Marco Orsini é MD PhD Médico com Formação em Neurologia- UFF. Professor Titular da Universidade de Vassouras e UNIG. Professor Pesquisador da Pós-Graduação em Neurologia – UFF.

Essa crônica é uma espécie de front em uma situação de guerra. Um combate cínico, não civilizado e impiedoso com o nosso povo; acirrado com as campanhas eleitorais. Estamos observando um crescente vulcão atroz de uma sociedade partida pela pobreza, tristemente combalida pela “rataria” e descaracterizada sob todas as angulações. Impressionante como a qualidade humana piorou com a pandemia – como as pessoas se tornaram mais desqualificadas moralmente e menos espiritualizadas.

O ato de matar, seja bandido ou herói, agredido ou agressor, certo ou errado, parece normal. O Rio de Janeiro é um campo de batalha com suas impressões digitais borradas. Passamos da fase de medo, para o modo pânico desde a eclosão da COVID-19. Ser honesto aparenta uma espécie de troféu; excelente médico uma raridade e um bom policial – uma espécie de garimpo.

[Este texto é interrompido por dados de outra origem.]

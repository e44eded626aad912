// slack.rs - Slack Web API Client
// Thin bearer-token client for the three Web API methods the bot needs:
// chat.postMessage to open a status message, chat.update to edit it in place,
// and conversations.replies to read a thread's history. One client is built at
// startup and shared by every mention task.

use async_trait::async_trait;
use log::{debug, warn};
use serde::Deserialize;
use serde_json::json;
use std::time::Duration;
use thiserror::Error;

use crate::progress::{MessageHandle, ProgressReporter};
use crate::thread::{ThreadHistory, ThreadMessage};

pub const DEFAULT_API_BASE: &str = "https://slack.com/api";

/// Slack rejects message text above 40k characters
pub const MAX_MESSAGE_CHARS: usize = 39_000;
const TRUNCATION_MARKER: &str = "\n\n… (message truncated)";

#[derive(Debug, Error)]
pub enum SlackError {
    #[error("slack request failed: {0}")]
    Http(#[from] reqwest::Error),
    #[error("slack {method} failed: {error}")]
    Api { method: &'static str, error: String },
    #[error("slack {method} response missing {field}")]
    MissingField {
        method: &'static str,
        field: &'static str,
    },
}

#[derive(Debug, Deserialize)]
struct ChatMessageResponse {
    ok: bool,
    error: Option<String>,
    channel: Option<String>,
    ts: Option<String>,
}

#[derive(Debug, Deserialize)]
struct RepliesResponse {
    ok: bool,
    error: Option<String>,
    #[serde(default)]
    messages: Vec<RepliesMessage>,
    response_metadata: Option<ResponseMetadata>,
}

#[derive(Debug, Deserialize)]
struct RepliesMessage {
    #[serde(default)]
    ts: String,
    #[serde(default)]
    text: String,
}

#[derive(Debug, Deserialize)]
struct ResponseMetadata {
    #[serde(default)]
    next_cursor: String,
}

pub struct SlackClient {
    http: reqwest::Client,
    api_base: String,
    bot_token: String,
}

impl SlackClient {
    pub fn new(api_base: &str, bot_token: &str) -> Result<Self, SlackError> {
        let http = reqwest::Client::builder()
            .timeout(Duration::from_secs(30))
            .build()?;
        Ok(Self {
            http,
            api_base: api_base.trim_end_matches('/').to_string(),
            bot_token: bot_token.to_string(),
        })
    }

    pub async fn post_message(
        &self,
        channel: &str,
        text: &str,
        thread_ts: Option<&str>,
    ) -> Result<MessageHandle, SlackError> {
        let mut payload = json!({
            "channel": channel,
            "text": truncate_for_slack(text),
        });
        if let Some(thread_ts) = thread_ts {
            payload["thread_ts"] = json!(thread_ts);
        }

        let response: ChatMessageResponse = self
            .http
            .post(format!("{}/chat.postMessage", self.api_base))
            .bearer_auth(&self.bot_token)
            .json(&payload)
            .send()
            .await?
            .error_for_status()?
            .json()
            .await?;

        if !response.ok {
            return Err(SlackError::Api {
                method: "chat.postMessage",
                error: response.error.unwrap_or_else(|| "unknown error".to_string()),
            });
        }

        let ts = response.ts.ok_or(SlackError::MissingField {
            method: "chat.postMessage",
            field: "ts",
        })?;
        debug!("📨 Posted message {} in {}", ts, channel);

        Ok(MessageHandle {
            channel: response.channel.unwrap_or_else(|| channel.to_string()),
            ts,
        })
    }

    pub async fn update_message(&self, handle: &MessageHandle, text: &str) -> Result<(), SlackError> {
        let payload = json!({
            "channel": handle.channel,
            "ts": handle.ts,
            "text": truncate_for_slack(text),
        });

        let response: ChatMessageResponse = self
            .http
            .post(format!("{}/chat.update", self.api_base))
            .bearer_auth(&self.bot_token)
            .json(&payload)
            .send()
            .await?
            .error_for_status()?
            .json()
            .await?;

        if !response.ok {
            return Err(SlackError::Api {
                method: "chat.update",
                error: response.error.unwrap_or_else(|| "unknown error".to_string()),
            });
        }
        Ok(())
    }

    /// Every message of a thread, root included, oldest first. Follows pagination cursors.
    pub async fn conversation_replies(
        &self,
        channel: &str,
        thread_ts: &str,
    ) -> Result<Vec<ThreadMessage>, SlackError> {
        let mut messages = Vec::new();
        let mut cursor = String::new();

        loop {
            let mut query = vec![
                ("channel", channel),
                ("ts", thread_ts),
                ("inclusive", "true"),
                ("limit", "200"),
            ];
            if !cursor.is_empty() {
                query.push(("cursor", cursor.as_str()));
            }

            let response: RepliesResponse = self
                .http
                .get(format!("{}/conversations.replies", self.api_base))
                .bearer_auth(&self.bot_token)
                .query(&query)
                .send()
                .await?
                .error_for_status()?
                .json()
                .await?;

            if !response.ok {
                return Err(SlackError::Api {
                    method: "conversations.replies",
                    error: response.error.unwrap_or_else(|| "unknown error".to_string()),
                });
            }

            messages.extend(response.messages.into_iter().map(|m| ThreadMessage {
                ts: m.ts,
                text: m.text,
            }));

            match response.response_metadata {
                Some(meta) if !meta.next_cursor.is_empty() => cursor = meta.next_cursor,
                _ => break,
            }
        }

        debug!("🧵 Read {} messages from thread {} in {}", messages.len(), thread_ts, channel);
        Ok(messages)
    }
}

#[async_trait]
impl ProgressReporter for SlackClient {
    async fn post(
        &self,
        channel: &str,
        anchor_ts: &str,
        text: &str,
    ) -> Result<MessageHandle, SlackError> {
        self.post_message(channel, text, Some(anchor_ts)).await
    }

    async fn update(&self, handle: &MessageHandle, text: &str) -> Result<(), SlackError> {
        self.update_message(handle, text).await
    }
}

#[async_trait]
impl ThreadHistory for SlackClient {
    async fn thread_messages(
        &self,
        channel: &str,
        thread_ts: &str,
    ) -> Result<Vec<ThreadMessage>, SlackError> {
        self.conversation_replies(channel, thread_ts).await
    }
}

/// Cut text down to what a single Slack message can hold.
pub fn truncate_for_slack(text: &str) -> String {
    if text.chars().count() <= MAX_MESSAGE_CHARS {
        return text.to_string();
    }
    warn!("✂️ Message of {} characters truncated for Slack", text.chars().count());
    let keep = MAX_MESSAGE_CHARS - TRUNCATION_MARKER.chars().count();
    let mut truncated: String = text.chars().take(keep).collect();
    truncated.push_str(TRUNCATION_MARKER);
    truncated
}

#[cfg(test)]
mod tests {
    use super::*;
    use httpmock::prelude::*;

    #[test]
    fn test_truncate_for_slack() {
        assert_eq!(truncate_for_slack("short"), "short");

        let long = "a".repeat(MAX_MESSAGE_CHARS + 10);
        let truncated = truncate_for_slack(&long);
        assert_eq!(truncated.chars().count(), MAX_MESSAGE_CHARS);
        assert!(truncated.ends_with("(message truncated)"));
    }

    #[tokio::test]
    async fn test_post_message_in_thread() {
        let server = MockServer::start_async().await;
        let post = server
            .mock_async(|when, then| {
                when.method(POST)
                    .path("/chat.postMessage")
                    .header("authorization", "Bearer xoxb-test")
                    .json_body(json!({ "channel": "C1", "text": ":loading:", "thread_ts": "111.222" }));
                then.status(200)
                    .json_body(json!({ "ok": true, "channel": "C1", "ts": "333.444" }));
            })
            .await;

        let client = SlackClient::new(&server.base_url(), "xoxb-test").unwrap();
        let handle = client.post("C1", "111.222", ":loading:").await.unwrap();

        post.assert_async().await;
        assert_eq!(handle, MessageHandle { channel: "C1".to_string(), ts: "333.444".to_string() });
    }

    #[tokio::test]
    async fn test_update_message_api_error() {
        let server = MockServer::start_async().await;
        server
            .mock_async(|when, then| {
                when.method(POST)
                    .path("/chat.update")
                    .json_body(json!({ "channel": "C1", "ts": "1.2", "text": "done" }));
                then.status(200)
                    .json_body(json!({ "ok": false, "error": "message_not_found" }));
            })
            .await;

        let client = SlackClient::new(&server.base_url(), "xoxb-test").unwrap();
        let handle = MessageHandle { channel: "C1".to_string(), ts: "1.2".to_string() };
        let err = client.update(&handle, "done").await.unwrap_err();

        match err {
            SlackError::Api { method, error } => {
                assert_eq!(method, "chat.update");
                assert_eq!(error, "message_not_found");
            }
            other => panic!("unexpected error {:?}", other),
        }
    }

    #[tokio::test]
    async fn test_conversation_replies_follows_cursor() {
        let server = MockServer::start_async().await;
        let second = server
            .mock_async(|when, then| {
                when.method(GET)
                    .path("/conversations.replies")
                    .query_param("cursor", "page2");
                then.status(200).json_body(json!({
                    "ok": true,
                    "messages": [{ "ts": "100.3", "text": "second reply" }],
                    "has_more": false,
                    "response_metadata": { "next_cursor": "" }
                }));
            })
            .await;

        let first = server
            .mock_async(|when, then| {
                when.method(GET)
                    .path("/conversations.replies")
                    .query_param("channel", "C1")
                    .query_param("ts", "100.1")
                    .query_param("inclusive", "true")
                    .matches(|req| {
                        req.query_params
                            .as_ref()
                            .map_or(true, |params| params.iter().all(|(key, _)| key != "cursor"))
                    });
                then.status(200).json_body(json!({
                    "ok": true,
                    "messages": [
                        { "ts": "100.1", "text": "root https://example.com/a" },
                        { "ts": "100.2", "text": "first reply" }
                    ],
                    "has_more": true,
                    "response_metadata": { "next_cursor": "page2" }
                }));
            })
            .await;
        let client = SlackClient::new(&server.base_url(), "xoxb-test").unwrap();
        let messages = client.thread_messages("C1", "100.1").await.unwrap();

        first.assert_async().await;
        second.assert_async().await;
        let texts: Vec<&str> = messages.iter().map(|m| m.text.as_str()).collect();
        assert_eq!(texts, vec!["root https://example.com/a", "first reply", "second reply"]);
        assert_eq!(messages[2].ts, "100.3");
    }

    #[tokio::test]
    async fn test_conversation_replies_api_error() {
        let server = MockServer::start_async().await;
        server
            .mock_async(|when, then| {
                when.method(GET).path("/conversations.replies");
                then.status(200).json_body(json!({ "ok": false, "error": "thread_not_found" }));
            })
            .await;

        let client = SlackClient::new(&server.base_url(), "xoxb-test").unwrap();
        let err = client.thread_messages("C1", "1.1").await.unwrap_err();
        assert!(err.to_string().contains("thread_not_found"));
    }
}
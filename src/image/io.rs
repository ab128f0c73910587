//! Loading targets and rasters through the `image` crate.
//!
//! Available when the `image-io` feature is enabled. Every decoded image is
//! converted to 8-bit RGB; alpha is discarded.

use crate::image::{OwnedPixels, Raster, TargetImage};
use crate::util::{ScreenMatchError, ScreenMatchResult};
use std::fs;
use std::path::{Path, PathBuf};

/// Creates an owned buffer from an RGB image.
pub fn owned_from_rgb_image(img: &image::RgbImage) -> ScreenMatchResult<OwnedPixels> {
    let width = img.width() as usize;
    let height = img.height() as usize;
    OwnedPixels::new(img.as_raw().clone(), width, height)
}

/// Creates an owned buffer from any decoded image.
pub fn owned_from_dynamic_image(img: &image::DynamicImage) -> ScreenMatchResult<OwnedPixels> {
    owned_from_rgb_image(&img.to_rgb8())
}

fn decode(path: &Path) -> ScreenMatchResult<OwnedPixels> {
    let img = image::open(path).map_err(|err| match err {
        image::ImageError::IoError(io) => ScreenMatchError::Io {
            reason: format!("{}: {io}", path.display()),
        },
        other => ScreenMatchError::Codec {
            reason: format!("{}: {other}", path.display()),
        },
    })?;
    owned_from_dynamic_image(&img)
}

/// Loads a single target image, named after its file.
pub fn load_target<P: AsRef<Path>>(path: P) -> ScreenMatchResult<TargetImage> {
    let path = path.as_ref();
    let pixels = decode(path)?;
    Ok(TargetImage::new(pixels).with_name(path.display().to_string()))
}

/// Loads every decodable image in `dir`, sorted by file name.
///
/// Files that fail to decode are skipped; an empty result is reported as an
/// error because there is nothing to search for.
pub fn load_targets<P: AsRef<Path>>(dir: P) -> ScreenMatchResult<Vec<TargetImage>> {
    let dir = dir.as_ref();
    let entries = fs::read_dir(dir).map_err(|err| ScreenMatchError::Io {
        reason: format!("{}: {err}", dir.display()),
    })?;
    let mut paths: Vec<PathBuf> = entries
        .filter_map(|entry| entry.ok().map(|e| e.path()))
        .filter(|path| path.is_file())
        .collect();
    paths.sort();

    let targets: Vec<TargetImage> = paths.iter().filter_map(|p| load_target(p).ok()).collect();
    if targets.is_empty() {
        return Err(ScreenMatchError::Codec {
            reason: format!("{}: no decodable images", dir.display()),
        });
    }
    Ok(targets)
}

/// Loads either one target file or every target in a directory.
pub fn load_targets_from<P: AsRef<Path>>(path: P) -> ScreenMatchResult<Vec<TargetImage>> {
    let path = path.as_ref();
    if path.is_dir() {
        load_targets(path)
    } else {
        load_target(path).map(|t| vec![t])
    }
}

/// Decodes a screenshot file into a raster.
pub fn raster_from_path<P: AsRef<Path>>(path: P) -> ScreenMatchResult<Raster> {
    decode(path.as_ref()).map(Raster::new)
}

/// Writes a pixel buffer to disk; the format follows the file extension.
pub fn save_pixels<P: AsRef<Path>>(pixels: &OwnedPixels, path: P) -> ScreenMatchResult<()> {
    let path = path.as_ref();
    let img = image::RgbImage::from_raw(
        pixels.width() as u32,
        pixels.height() as u32,
        pixels.data().to_vec(),
    )
    .ok_or(ScreenMatchError::InvalidDimensions {
        width: pixels.width(),
        height: pixels.height(),
    })?;
    img.save(path).map_err(|err| ScreenMatchError::Codec {
        reason: format!("{}: {err}", path.display()),
    })
}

Eu defendo muito essas profissões. Nelas conheço pessoas, ou colegas de trabalho, que dão duro 24 horas/dia, sete dias por semana.

Espanta-me esse novo mundo ou novo normal vivenciado. Fuzis à tiracolos e drogas em praças públicas são cenas que não mais provocam uma ebulição nos nossos sistemas cerebrais. Por conta disso são crescentes os episódios de depressão, pânico, ansiedade, manias. Os Psiquiatras denominam de humor triste, alterações no processamento emocional, déficits cognitivos e anedonia. Atualmente é notória uma ampla gama de fatores, que ladeiam os mecanismos biológicos por detrás desses domínios ou nomenclaturas, obviamente, com alvos para medicamentos específicos e muita terapia.

Uma grande questão que gostaria de abordar nessa crônica é nosso alentecimento em sentir prazer, ou interesse que a sociedade atual proporciona. Todo cidadão que rumina sentimentos e possui capacidade de raciocínio lógico está acuado, com receio de algo, preocupado, tenso, catatônico. Todos nós queremos aquele Rio de Janeiro da Bossa Nova, que embora também tivesse lastros de sujeira era infinitamente melhor em qualidade humana.

O mundo dá voltas! Como poderíamos acreditar, que chegaríamos a esse nadir deplorável de “coincidências” catastróficas. Por que tão fugazes as ruas se esvaziaram e todos voltamos para nossas residências preocupados? Eu queria entrar na cabeça dos governantes, entender um pouco o que se passa lá dentro, compreender esse monstruoso córtex, que eles montaram como castelos de areia; além do aberrante sistema de recompensa no qual denominamos de sistema límbico. Quais as transformações sinápticas ocorrem no coração cerebral desses inconsequentes?

O Rio de Janeiro se transformou numa espécie de organismo doente, com seu processo de sinalização celular depauperado. “O folclore parece ter sumido; estamos descendo ladeira”. Alguns amigos não conseguem mais se “reciclarem” biologicamente, pois essa engrenagem requer, à primeira vista, uma capacidade de vislumbrar algo melhor – de alguma forma – seja lá o que for.
Não existe mais aquela encenação da luta de índios contra os caubóis. Gostaria de deixar uma pergunta para o meu amigo Fábio Porto, um dos maiores Neurologistas à frente das Neurociências do Comportamento. Querido amigo, mesmo você conhecendo em miúdos os meandros dos mecanismos no processo hedônico, acha realmente possível construirmos uma racionalidade clínica, para corrigir tal disfunção? Falo isso com o coração aberto e amedrontado não por mim, mas principalmente com a saúde mental de nossa sociedade e, consequentemente, nossos filhos… Existe algum plano colateral para nós, além de psicoterapia e medicamentos? Deixo minha dúvida.
Dedico essa crônica para dois grandes amigos, que também dividem essas dores da alma comigo. Professores Jano Alves de Souza, Marco Antônio Araújo Leite e Claudia Mendonça (psicóloga de meus filhos).